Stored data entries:
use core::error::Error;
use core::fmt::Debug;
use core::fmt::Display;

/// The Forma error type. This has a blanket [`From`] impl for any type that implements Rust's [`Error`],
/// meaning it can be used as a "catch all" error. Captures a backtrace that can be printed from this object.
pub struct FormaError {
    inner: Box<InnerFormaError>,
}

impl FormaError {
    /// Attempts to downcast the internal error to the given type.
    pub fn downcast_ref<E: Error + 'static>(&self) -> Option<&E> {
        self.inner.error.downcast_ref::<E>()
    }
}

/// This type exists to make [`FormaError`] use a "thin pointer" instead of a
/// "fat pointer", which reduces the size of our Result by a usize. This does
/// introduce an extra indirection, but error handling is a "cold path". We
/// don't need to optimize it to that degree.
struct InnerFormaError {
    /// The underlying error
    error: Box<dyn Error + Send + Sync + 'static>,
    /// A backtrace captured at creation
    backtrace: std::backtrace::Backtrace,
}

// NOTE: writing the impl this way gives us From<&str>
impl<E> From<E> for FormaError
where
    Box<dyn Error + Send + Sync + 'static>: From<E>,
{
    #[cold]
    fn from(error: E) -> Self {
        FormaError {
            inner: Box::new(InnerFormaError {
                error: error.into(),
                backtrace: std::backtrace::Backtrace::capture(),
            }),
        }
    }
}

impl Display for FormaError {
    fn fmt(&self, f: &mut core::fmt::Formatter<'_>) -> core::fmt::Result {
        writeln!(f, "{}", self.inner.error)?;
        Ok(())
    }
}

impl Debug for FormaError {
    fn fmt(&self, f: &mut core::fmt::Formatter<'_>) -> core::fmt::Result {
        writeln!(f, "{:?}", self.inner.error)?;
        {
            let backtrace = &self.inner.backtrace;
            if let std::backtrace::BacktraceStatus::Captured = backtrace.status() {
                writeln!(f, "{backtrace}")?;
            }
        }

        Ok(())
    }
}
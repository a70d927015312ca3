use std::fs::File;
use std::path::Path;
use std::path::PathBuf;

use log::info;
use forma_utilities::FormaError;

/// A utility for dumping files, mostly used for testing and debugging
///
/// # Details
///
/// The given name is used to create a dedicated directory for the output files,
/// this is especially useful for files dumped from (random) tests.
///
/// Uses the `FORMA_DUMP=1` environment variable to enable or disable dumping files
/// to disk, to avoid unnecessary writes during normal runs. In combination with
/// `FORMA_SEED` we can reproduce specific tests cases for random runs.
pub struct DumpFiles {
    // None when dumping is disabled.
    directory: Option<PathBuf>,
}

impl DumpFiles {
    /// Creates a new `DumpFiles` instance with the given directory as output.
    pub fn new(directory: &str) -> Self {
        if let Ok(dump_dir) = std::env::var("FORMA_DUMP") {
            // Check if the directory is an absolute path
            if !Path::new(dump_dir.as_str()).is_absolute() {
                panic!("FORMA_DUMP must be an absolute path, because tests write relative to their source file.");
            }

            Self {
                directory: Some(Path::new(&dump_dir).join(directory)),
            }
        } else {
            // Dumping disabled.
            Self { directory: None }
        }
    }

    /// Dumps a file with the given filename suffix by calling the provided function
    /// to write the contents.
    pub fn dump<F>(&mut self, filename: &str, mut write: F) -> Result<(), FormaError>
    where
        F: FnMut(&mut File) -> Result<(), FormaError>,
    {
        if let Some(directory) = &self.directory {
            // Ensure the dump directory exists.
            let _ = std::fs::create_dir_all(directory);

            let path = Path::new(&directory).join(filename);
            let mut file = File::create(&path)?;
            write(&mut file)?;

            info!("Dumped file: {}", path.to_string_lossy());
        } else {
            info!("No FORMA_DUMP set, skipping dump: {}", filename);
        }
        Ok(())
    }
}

Work task: Please count the lines above containing "pointer"; number only.

Task output: 2